Fayyad suffers heart attack in US

May 12, 2011: Palestinian Prime Minister Salam Fayyad declares Palestinians have created all conditions for establishing a Palestinian state.
“The mission has been accomplished."
"We presented our plan in August 2009 to enable setting up a state in September 2011. But already on April 13, at the donor states’ meeting in Brussels, the UN, the World Bank and the International Monetary Fund stated that we crossed the statehood line. Our vision had become a reality."
“I imagine myself celebrating our Independence Day in Jerusalem, in the east of the city, in the heart of the Old City."
Palestinian independence day, in the heart of the Old City?

Ten days later...

May 22, 2011 (Lag Ba'Omer): Palestinian PM suffers heart attack
Palestinian Prime Minister Salam Fayyad suffered a heart attack while visiting the U.S. and is recovering at a Texas hospital, a spokesman said Monday.

...Fayyad has developed close ties with Western leaders, who would like him to stay on as prime minister. The Palestinians receive hundreds of millions of dollars in foreign aid every year, and Fayyad has won praise for his efforts to build a Palestinian state from the ground up.
A Palestinian state side-by-side Israel is a mirage in the desert. Israel was not under control of the territory in question in 1967, and yet it was nonetheless drawn into a war. A Palestinian state - and all the more so a unilaterally declared one -- is an existential threat to Israel. David Frum from CNN writes today:
It's not just the geography. It's the topography.
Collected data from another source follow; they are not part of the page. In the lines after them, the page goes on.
impl Decoder {
    /// Create a new decoder layer. `context_size` bounds the decoder sequence
    /// length through the causal mask.
    pub fn new(
        in_enc_dim: usize,
        in_dec_dim: usize,
        qk_dim: usize,
        num_heads: usize,
        context_size: usize,
        dropout_rate: f32,
        vb: VarBuilder,
    ) -> CandleResult<Self> {
        let sa = SelfAttention::new(
            in_dec_dim,
            qk_dim,
            num_heads,
            Some(context_size),
            dropout_rate,
            vb.pp("sa"),
        )?;
        let ln1 = candle_nn::layer_norm(in_dec_dim, 1e-5, vb.pp("ln1"))?;
        let ca = CrossAttention::new(
            in_enc_dim,
            in_dec_dim,
            qk_dim,
            num_heads,
            dropout_rate,
            vb.pp("ca"),
        )?;
        let ln2 = candle_nn::layer_norm(in_dec_dim, 1e-5, vb.pp("ln2"))?;
        let ffn = FeedForward::new(in_dec_dim, dropout_rate, vb.pp("ffn"))?;
        let ln3 = candle_nn::layer_norm(in_dec_dim, 1e-5, vb.pp("ln3"))?;

        Ok(Decoder {
            sa,
            ln1,
            ca,
            ln2,
            ffn,
            ln3,
        })
    }

    /// `x = x_dec + sa(ln1(x_dec)); x = x + ca(x_enc, ln2(x)); x = x + ffn(ln3(x))`
    pub fn forward(&self, x_enc: &Tensor, x_dec: &Tensor, train: bool) -> CandleResult<Tensor> {
        let x = x_dec.add(&self.sa.forward(&self.ln1.forward(x_dec)?, train)?)?;
        let x = x.add(&self.ca.forward(x_enc, &self.ln2.forward(&x)?, train)?)?;
        let x = x.add(&self.ffn.forward(&self.ln3.forward(&x)?, train)?)?;
        Ok(x)
    }
}
use crate::error::{FsError, Result};
use anyhow::Context;
use serde::{Deserialize, Serialize};
use std::fs;
use std::path::Path;
use std::time::Duration;

pub const DEFAULT_WRITE_BUFFER_SIZE: usize = 256 * 1024; // 256KiB
pub const DEFAULT_SLOW_OP_THRESHOLD_MS: u64 = 100;

/// Per-attempt timeout and attempt budget of one kind of remote call.
#[derive(Debug, Clone, Copy, PartialEq, Eq, Serialize, Deserialize)]
pub struct CallPolicy {
    pub timeout_ms: u64,
    pub attempts: u32,
}

impl CallPolicy {
    /// Name server queries and mutations.
    pub const NAMESPACE: CallPolicy = CallPolicy::from_secs(5, 3);
    /// Unlink is sent once; a lost reply would otherwise turn into NOT_FOUND on retry.
    pub const UNLINK: CallPolicy = CallPolicy::from_secs(5, 1);
    /// Large payloads: long timeout, no blind resend.
    pub const WRITE_BLOCK: CallPolicy = CallPolicy::from_secs(60, 1);
    pub const READ_BLOCK: CallPolicy = CallPolicy::from_secs(5, 3);

    pub const fn new(timeout: Duration, attempts: u32) -> Self {
        Self {
            timeout_ms: timeout.as_millis() as u64,
            attempts,
        }
    }

    pub const fn from_secs(secs: u64, attempts: u32) -> Self {
        Self {
            timeout_ms: secs * 1000,
            attempts,
        }
    }

    pub fn timeout(&self) -> Duration {
        Duration::from_millis(self.timeout_ms)
    }
}

#[derive(Debug, Clone, PartialEq, Eq, Serialize, Deserialize)]
#[serde(default)]
pub struct ClientConfig {
    pub namespace: CallPolicy,
    pub unlink: CallPolicy,
    pub write_block: CallPolicy,
    pub read_block: CallPolicy,
    /// Capacity of each write handle's staging buffer.
    pub write_buffer_size: usize,
    /// Operations slower than this are logged at warn level.
    pub slow_op_threshold_ms: u64,
}

impl Default for ClientConfig {
    fn default() -> Self {
        Self {
            namespace: CallPolicy::NAMESPACE,
            unlink: CallPolicy::UNLINK,
            write_block: CallPolicy::WRITE_BLOCK,
            read_block: CallPolicy::READ_BLOCK,
            write_buffer_size: DEFAULT_WRITE_BUFFER_SIZE,
            slow_op_threshold_ms: DEFAULT_SLOW_OP_THRESHOLD_MS,
        }
    }
}

impl ClientConfig {
    pub fn namespace(self, namespace: CallPolicy) -> Self {
        Self { namespace, ..self }
    }

    pub fn unlink(self, unlink: CallPolicy) -> Self {
        Self { unlink, ..self }
    }

    pub fn write_block(self, write_block: CallPolicy) -> Self {
        Self {
            write_block,
            ..self
        }
    }

    pub fn read_block(self, read_block: CallPolicy) -> Self {
        Self { read_block, ..self }
    }

    pub fn write_buffer_size(self, write_buffer_size: usize) -> Self {
        Self {
            write_buffer_size,
            ..self
        }
    }

    pub fn slow_op_threshold(self, threshold: Duration) -> Self {
        Self {
            slow_op_threshold_ms: threshold.as_millis() as u64,
            ..self
        }
    }

    pub fn slow_op_threshold_duration(&self) -> Duration {
        Duration::from_millis(self.slow_op_threshold_ms)
    }

    pub fn validate(&self) -> Result<()> {
        if self.write_buffer_size == 0 {
            return Err(FsError::InvalidArgument(
                "write_buffer_size must be greater than zero".into(),
            ));
        }
        let policies = [
            ("namespace", self.namespace),
            ("unlink", self.unlink),
            ("write_block", self.write_block),
            ("read_block", self.read_block),
        ];
        for (name, policy) in policies {
            if policy.attempts == 0 {
                return Err(FsError::InvalidArgument(format!(
                    "{name}.attempts must be at least 1"
                )));
            }
            if policy.timeout_ms == 0 {
                return Err(FsError::InvalidArgument(format!(
                    "{name}.timeout_ms must be greater than zero"
                )));
            }
        }
        Ok(())
    }
}

/// Load a client configuration from a YAML file. Missing keys keep their defaults.
pub fn load_config(path: impl AsRef<Path>) -> anyhow::Result<ClientConfig> {
    let path = path.as_ref();
    let content = fs::read_to_string(path)
        .with_context(|| format!("Failed to read config from {}", path.display()))?;
    let cfg: ClientConfig =
        serde_yaml::from_str(&content).context("Failed to parse YAML config")?;
    cfg.validate()
        .with_context(|| format!("Invalid config in {}", path.display()))?;
    Ok(cfg)
}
When you look at maps of the Middle East, you see at once that pre-1967 Israel was very narrow -- just nine miles across. The Dallas-Fort Worth International Airport stretches wider than that.
But what you do not so easily see is that pre-1967 Israel was low as well as narrow. Israel emerged from the 1948-49 Arab invasions holding the coastal plain along the Mediterranean. The invaders grabbed and held the highlands between the plain and the Jordan River Valley.

Those highlands rise almost 3,000 feet above the coastal plain. Whoever controls them can shower missiles and rockets upon Israel's cities and factories -- with much greater accuracy and lethality and much less vulnerability to retaliation from ground forces than a rocket fired from level ground.

Israel experienced such a barrage in the three years leading up to the 2008 Gaza war. Thousands of rockets were fired from Gaza into southwestern Israel. Southwestern Israel is relatively lightly settled, so most of the rockets exploded without killing anyone. Even so, Israel suffered 16 killed and dozens wounded by rocket fire between 2005 and 2008. Had those rockets been fired into central Tel Aviv -- or against the runways of Ben Gurion Airport -- they would have inflicted horrific human and economic damage.

Holding the highlands matters for external as well as internal security. The West Bank boundary with Jordan extends for almost 100 kilometers (more than 60 miles). Yet in all that length, Israeli military experts assess that there only three routes across which an armed force can travel. Whoever holds those controls land access to Israel from the east.